[Saved data entries]

==================================================

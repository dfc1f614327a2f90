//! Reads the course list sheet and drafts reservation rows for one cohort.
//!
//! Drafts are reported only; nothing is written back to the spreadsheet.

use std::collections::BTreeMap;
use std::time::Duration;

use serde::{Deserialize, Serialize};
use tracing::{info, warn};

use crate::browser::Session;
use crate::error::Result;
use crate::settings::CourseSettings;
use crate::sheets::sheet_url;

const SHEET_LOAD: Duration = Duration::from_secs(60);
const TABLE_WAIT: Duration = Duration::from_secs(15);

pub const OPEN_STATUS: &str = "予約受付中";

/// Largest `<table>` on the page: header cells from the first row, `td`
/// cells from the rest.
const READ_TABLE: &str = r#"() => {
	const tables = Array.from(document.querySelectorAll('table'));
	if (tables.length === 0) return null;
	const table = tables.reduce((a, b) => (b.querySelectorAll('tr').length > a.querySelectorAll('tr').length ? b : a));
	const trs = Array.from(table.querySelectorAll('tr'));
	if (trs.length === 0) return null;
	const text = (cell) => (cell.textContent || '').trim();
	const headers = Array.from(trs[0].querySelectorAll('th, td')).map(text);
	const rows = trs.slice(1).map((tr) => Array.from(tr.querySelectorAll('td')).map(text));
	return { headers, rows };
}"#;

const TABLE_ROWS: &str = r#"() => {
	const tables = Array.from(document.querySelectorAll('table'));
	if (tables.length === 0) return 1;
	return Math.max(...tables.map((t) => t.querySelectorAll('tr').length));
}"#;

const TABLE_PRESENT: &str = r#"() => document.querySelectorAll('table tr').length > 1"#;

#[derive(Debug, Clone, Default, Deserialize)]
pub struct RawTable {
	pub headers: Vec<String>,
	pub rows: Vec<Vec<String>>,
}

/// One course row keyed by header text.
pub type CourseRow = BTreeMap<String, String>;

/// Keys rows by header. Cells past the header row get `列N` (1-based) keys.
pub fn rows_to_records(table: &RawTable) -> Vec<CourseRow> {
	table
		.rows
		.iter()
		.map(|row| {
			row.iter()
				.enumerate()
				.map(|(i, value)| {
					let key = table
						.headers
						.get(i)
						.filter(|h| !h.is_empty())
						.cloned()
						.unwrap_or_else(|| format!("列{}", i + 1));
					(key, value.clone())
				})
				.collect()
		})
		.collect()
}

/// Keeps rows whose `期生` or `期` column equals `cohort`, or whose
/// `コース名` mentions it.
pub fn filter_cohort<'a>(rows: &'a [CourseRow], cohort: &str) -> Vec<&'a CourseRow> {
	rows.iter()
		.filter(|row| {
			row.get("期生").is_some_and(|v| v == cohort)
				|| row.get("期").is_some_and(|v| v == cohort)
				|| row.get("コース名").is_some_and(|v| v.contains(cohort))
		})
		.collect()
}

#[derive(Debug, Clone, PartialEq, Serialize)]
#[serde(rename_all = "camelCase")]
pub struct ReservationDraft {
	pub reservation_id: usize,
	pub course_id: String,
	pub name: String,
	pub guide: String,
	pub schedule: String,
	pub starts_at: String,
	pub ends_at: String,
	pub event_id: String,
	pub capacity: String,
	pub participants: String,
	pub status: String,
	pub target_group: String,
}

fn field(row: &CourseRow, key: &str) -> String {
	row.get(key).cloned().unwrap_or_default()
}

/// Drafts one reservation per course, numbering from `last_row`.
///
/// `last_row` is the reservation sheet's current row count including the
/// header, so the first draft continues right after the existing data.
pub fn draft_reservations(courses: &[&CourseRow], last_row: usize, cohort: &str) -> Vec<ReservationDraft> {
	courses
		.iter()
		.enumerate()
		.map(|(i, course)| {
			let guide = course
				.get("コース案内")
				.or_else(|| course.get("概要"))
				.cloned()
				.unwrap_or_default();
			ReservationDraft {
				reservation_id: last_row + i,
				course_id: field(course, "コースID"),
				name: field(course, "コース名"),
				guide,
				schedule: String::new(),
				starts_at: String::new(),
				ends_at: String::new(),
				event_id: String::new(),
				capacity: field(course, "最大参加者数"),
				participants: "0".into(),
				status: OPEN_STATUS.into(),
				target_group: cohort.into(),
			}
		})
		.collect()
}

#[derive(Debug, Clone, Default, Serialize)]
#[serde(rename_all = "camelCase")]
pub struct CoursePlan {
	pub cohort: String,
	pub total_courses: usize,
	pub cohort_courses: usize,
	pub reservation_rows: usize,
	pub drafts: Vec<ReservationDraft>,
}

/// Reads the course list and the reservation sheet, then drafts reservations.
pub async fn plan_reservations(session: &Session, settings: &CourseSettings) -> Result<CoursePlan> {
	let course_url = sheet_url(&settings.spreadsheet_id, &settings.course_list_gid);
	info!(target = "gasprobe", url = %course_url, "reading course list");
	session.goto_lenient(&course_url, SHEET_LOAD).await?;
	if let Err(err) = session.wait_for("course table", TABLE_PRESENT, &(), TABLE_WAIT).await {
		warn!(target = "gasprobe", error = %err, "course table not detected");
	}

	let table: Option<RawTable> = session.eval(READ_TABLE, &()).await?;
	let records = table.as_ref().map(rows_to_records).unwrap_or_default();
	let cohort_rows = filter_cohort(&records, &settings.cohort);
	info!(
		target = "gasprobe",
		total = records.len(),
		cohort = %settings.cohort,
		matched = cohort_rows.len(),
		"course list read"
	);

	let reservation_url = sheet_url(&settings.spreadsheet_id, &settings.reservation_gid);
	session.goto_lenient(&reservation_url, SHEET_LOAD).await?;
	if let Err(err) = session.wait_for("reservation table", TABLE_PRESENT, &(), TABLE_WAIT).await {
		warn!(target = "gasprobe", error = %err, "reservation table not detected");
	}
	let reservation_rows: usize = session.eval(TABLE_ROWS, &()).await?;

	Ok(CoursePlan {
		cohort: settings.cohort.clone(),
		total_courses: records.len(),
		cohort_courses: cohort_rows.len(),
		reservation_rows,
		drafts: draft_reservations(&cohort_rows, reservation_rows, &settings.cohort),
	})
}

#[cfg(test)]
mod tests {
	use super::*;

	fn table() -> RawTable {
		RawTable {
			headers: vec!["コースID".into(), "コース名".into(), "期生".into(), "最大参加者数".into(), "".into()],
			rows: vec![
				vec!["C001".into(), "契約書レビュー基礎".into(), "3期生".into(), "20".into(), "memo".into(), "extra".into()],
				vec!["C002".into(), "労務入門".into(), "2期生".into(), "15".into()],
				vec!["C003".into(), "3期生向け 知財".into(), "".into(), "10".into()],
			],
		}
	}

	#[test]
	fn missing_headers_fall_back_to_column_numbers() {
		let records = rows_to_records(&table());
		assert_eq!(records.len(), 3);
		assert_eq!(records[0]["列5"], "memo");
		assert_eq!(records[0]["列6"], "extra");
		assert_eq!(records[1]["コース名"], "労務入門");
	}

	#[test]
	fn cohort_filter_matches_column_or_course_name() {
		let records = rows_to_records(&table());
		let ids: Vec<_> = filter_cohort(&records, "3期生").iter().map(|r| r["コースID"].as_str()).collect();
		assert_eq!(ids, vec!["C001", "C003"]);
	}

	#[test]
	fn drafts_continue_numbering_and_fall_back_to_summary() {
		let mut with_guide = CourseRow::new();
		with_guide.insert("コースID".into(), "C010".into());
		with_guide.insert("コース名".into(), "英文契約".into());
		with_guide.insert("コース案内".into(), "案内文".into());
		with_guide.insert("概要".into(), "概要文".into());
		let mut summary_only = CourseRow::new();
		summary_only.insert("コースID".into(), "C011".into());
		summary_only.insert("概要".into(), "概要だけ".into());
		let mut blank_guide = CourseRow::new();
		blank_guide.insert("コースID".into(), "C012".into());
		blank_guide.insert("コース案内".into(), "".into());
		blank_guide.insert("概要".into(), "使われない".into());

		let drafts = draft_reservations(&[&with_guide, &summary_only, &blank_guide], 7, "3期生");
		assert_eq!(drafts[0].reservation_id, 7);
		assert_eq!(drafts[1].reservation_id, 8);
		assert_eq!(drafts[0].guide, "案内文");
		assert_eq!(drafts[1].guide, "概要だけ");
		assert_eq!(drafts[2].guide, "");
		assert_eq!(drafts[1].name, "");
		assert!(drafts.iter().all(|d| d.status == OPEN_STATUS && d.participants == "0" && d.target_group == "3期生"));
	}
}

==================================================

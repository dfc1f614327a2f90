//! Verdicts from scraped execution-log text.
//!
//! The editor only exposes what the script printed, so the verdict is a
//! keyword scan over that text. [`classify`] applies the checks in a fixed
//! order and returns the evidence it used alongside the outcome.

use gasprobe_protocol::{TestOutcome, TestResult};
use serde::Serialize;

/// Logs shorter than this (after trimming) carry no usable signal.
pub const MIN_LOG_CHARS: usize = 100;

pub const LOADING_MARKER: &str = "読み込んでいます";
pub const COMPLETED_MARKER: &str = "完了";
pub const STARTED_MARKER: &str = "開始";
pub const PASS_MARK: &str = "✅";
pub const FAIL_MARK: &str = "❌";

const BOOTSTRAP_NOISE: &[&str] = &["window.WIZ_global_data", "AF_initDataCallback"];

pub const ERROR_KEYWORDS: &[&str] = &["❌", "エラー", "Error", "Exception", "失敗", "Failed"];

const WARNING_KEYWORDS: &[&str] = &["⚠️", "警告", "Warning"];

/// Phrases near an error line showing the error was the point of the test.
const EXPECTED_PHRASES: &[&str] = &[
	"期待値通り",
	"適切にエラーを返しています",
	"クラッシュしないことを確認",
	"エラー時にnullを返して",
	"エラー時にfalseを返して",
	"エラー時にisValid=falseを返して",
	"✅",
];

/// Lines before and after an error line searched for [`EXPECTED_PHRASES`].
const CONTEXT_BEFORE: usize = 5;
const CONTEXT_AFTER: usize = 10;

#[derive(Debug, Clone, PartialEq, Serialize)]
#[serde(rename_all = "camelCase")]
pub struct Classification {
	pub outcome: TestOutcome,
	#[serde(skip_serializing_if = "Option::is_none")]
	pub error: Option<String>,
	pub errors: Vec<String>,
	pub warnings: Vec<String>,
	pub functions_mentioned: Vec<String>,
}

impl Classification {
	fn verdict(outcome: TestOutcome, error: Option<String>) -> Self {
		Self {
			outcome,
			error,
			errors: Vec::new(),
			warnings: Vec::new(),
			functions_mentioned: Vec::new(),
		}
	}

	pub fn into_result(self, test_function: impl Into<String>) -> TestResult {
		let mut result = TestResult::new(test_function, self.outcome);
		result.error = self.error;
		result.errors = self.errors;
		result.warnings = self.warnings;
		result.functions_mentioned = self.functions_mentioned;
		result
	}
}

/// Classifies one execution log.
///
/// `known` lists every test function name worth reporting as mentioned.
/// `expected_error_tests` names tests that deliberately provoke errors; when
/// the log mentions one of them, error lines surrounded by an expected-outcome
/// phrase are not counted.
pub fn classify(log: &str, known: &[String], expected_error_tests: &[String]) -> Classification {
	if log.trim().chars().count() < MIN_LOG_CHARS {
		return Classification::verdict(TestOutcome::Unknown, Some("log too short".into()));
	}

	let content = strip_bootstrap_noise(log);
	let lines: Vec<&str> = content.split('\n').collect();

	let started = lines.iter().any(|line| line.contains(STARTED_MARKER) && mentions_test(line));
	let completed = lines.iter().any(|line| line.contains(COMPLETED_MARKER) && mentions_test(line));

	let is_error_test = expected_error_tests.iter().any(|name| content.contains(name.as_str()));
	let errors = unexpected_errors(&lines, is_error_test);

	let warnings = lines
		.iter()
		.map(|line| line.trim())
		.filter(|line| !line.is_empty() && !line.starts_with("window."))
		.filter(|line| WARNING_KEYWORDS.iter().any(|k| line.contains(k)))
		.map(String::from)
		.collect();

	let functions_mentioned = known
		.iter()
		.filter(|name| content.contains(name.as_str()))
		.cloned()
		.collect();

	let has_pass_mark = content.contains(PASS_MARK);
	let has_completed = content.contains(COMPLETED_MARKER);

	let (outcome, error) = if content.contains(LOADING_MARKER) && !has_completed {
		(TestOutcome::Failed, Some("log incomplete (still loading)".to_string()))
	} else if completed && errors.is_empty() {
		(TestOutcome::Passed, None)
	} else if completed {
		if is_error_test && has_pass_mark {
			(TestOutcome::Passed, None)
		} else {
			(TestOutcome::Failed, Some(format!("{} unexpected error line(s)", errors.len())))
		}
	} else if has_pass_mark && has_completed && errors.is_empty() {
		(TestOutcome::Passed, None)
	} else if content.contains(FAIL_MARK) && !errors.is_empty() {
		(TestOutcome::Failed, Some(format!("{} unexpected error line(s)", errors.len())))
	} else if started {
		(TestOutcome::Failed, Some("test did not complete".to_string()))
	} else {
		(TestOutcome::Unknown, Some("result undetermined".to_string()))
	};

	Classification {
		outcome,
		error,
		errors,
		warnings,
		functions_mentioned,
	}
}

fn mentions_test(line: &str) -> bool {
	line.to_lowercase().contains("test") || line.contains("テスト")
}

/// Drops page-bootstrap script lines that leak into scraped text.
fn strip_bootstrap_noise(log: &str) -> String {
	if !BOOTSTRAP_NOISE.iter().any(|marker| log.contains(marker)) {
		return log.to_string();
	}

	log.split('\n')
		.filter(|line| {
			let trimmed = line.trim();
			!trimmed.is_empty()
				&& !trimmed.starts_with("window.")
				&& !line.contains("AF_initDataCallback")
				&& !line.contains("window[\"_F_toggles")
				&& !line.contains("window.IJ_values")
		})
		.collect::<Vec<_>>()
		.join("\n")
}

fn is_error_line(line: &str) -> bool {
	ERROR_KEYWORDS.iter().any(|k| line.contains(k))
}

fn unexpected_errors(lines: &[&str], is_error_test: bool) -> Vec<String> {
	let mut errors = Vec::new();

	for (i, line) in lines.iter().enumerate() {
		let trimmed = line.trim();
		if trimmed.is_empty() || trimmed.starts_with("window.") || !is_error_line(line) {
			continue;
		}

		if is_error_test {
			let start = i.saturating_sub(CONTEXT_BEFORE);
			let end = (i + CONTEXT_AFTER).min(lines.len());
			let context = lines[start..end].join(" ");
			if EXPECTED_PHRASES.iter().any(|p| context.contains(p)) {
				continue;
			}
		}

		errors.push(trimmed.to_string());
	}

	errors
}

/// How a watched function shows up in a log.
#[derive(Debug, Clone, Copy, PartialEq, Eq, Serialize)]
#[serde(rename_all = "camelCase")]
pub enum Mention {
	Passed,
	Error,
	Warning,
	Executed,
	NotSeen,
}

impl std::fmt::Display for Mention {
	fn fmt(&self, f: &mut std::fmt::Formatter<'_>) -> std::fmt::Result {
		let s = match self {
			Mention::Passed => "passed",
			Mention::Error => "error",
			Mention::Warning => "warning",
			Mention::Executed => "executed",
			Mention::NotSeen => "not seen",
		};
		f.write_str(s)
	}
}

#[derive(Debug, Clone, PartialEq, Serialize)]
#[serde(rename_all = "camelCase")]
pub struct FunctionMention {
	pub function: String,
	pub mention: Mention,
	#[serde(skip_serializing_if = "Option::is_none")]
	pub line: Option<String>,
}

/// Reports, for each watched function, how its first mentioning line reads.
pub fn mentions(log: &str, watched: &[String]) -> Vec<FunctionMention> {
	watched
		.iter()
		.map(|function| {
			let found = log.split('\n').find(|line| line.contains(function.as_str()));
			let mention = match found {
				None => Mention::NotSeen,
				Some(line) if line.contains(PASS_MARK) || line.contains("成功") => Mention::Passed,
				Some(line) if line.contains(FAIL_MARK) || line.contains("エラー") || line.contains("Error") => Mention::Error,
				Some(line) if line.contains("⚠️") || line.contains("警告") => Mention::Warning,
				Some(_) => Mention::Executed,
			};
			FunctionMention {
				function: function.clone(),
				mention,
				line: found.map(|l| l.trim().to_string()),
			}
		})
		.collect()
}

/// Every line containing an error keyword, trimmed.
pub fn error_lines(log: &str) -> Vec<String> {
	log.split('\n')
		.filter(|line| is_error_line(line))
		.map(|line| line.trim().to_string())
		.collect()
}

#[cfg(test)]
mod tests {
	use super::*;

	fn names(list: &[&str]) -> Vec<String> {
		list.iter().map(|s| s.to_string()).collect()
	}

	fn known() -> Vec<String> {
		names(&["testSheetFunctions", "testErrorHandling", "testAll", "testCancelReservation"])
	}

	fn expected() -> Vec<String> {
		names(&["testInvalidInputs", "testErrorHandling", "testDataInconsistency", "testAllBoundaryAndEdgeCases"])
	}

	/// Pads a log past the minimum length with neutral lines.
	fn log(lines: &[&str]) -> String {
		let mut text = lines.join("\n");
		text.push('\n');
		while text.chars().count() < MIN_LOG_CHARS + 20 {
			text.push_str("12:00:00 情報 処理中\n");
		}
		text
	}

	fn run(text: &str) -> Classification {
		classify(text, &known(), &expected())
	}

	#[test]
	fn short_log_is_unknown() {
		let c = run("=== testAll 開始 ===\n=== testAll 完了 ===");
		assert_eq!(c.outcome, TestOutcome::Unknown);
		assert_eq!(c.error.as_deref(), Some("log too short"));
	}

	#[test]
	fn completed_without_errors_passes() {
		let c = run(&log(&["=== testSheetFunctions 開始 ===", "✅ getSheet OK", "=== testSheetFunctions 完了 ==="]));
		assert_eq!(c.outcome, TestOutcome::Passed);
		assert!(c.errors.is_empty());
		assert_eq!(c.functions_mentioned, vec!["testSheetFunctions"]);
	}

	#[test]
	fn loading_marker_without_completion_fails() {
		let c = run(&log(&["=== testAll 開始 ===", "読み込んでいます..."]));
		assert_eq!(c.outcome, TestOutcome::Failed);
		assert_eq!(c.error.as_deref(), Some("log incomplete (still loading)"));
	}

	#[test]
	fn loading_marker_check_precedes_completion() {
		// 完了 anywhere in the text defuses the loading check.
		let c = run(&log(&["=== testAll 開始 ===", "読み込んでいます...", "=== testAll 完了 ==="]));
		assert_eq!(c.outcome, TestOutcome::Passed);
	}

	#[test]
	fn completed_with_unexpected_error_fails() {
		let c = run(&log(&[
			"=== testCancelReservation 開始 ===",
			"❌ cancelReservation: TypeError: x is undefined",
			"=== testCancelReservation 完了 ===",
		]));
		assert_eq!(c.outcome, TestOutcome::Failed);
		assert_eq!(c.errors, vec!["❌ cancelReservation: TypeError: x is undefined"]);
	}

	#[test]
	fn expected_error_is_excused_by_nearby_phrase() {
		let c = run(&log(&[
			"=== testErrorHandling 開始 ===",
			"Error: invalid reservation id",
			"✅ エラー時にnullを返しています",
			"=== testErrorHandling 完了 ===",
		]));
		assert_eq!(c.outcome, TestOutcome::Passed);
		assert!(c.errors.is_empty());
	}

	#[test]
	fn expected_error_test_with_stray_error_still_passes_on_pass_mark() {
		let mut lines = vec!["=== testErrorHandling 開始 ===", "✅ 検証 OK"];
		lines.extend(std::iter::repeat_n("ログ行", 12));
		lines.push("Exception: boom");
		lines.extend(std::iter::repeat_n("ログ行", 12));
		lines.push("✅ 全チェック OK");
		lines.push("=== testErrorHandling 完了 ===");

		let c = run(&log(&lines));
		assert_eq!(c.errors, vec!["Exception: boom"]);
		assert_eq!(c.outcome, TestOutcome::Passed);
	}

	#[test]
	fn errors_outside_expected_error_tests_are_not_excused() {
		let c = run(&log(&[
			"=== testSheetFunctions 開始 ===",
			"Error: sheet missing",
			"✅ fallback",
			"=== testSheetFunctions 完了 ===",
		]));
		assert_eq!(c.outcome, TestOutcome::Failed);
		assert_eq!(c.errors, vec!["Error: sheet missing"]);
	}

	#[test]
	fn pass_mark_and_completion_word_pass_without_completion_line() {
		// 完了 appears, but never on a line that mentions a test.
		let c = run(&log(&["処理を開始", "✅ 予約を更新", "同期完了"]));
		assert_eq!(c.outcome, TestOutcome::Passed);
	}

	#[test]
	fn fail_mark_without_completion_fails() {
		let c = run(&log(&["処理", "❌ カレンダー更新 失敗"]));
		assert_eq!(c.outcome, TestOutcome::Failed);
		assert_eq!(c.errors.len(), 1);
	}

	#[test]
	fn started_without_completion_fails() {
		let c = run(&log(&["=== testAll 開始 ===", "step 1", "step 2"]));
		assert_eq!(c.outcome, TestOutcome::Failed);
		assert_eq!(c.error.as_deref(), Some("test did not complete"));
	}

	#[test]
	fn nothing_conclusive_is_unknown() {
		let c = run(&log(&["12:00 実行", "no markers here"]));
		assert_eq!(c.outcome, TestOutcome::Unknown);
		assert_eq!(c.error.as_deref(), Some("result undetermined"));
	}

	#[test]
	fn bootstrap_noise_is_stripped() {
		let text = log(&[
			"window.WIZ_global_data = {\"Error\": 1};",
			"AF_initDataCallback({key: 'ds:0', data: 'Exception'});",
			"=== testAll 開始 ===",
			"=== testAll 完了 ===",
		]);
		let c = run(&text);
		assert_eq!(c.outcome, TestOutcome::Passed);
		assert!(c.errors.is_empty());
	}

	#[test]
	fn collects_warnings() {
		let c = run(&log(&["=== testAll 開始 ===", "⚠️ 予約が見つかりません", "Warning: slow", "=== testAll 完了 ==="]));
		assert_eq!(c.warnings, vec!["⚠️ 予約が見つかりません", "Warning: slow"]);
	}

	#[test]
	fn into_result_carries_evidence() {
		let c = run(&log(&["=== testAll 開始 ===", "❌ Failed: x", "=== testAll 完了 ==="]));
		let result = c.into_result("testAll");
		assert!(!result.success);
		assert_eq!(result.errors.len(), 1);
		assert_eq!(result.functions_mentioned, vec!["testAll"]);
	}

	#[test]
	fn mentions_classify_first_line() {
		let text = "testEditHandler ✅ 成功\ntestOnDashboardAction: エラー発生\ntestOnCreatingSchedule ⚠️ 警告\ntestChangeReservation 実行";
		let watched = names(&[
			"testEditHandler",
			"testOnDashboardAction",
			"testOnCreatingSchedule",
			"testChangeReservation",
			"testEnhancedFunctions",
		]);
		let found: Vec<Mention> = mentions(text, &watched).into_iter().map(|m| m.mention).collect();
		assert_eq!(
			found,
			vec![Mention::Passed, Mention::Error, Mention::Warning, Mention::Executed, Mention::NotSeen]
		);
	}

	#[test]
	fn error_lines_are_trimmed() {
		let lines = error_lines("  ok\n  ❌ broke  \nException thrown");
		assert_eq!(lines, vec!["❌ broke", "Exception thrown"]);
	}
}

==================================================

Within the data, how many lines hold the word "tables"? State only that number.

6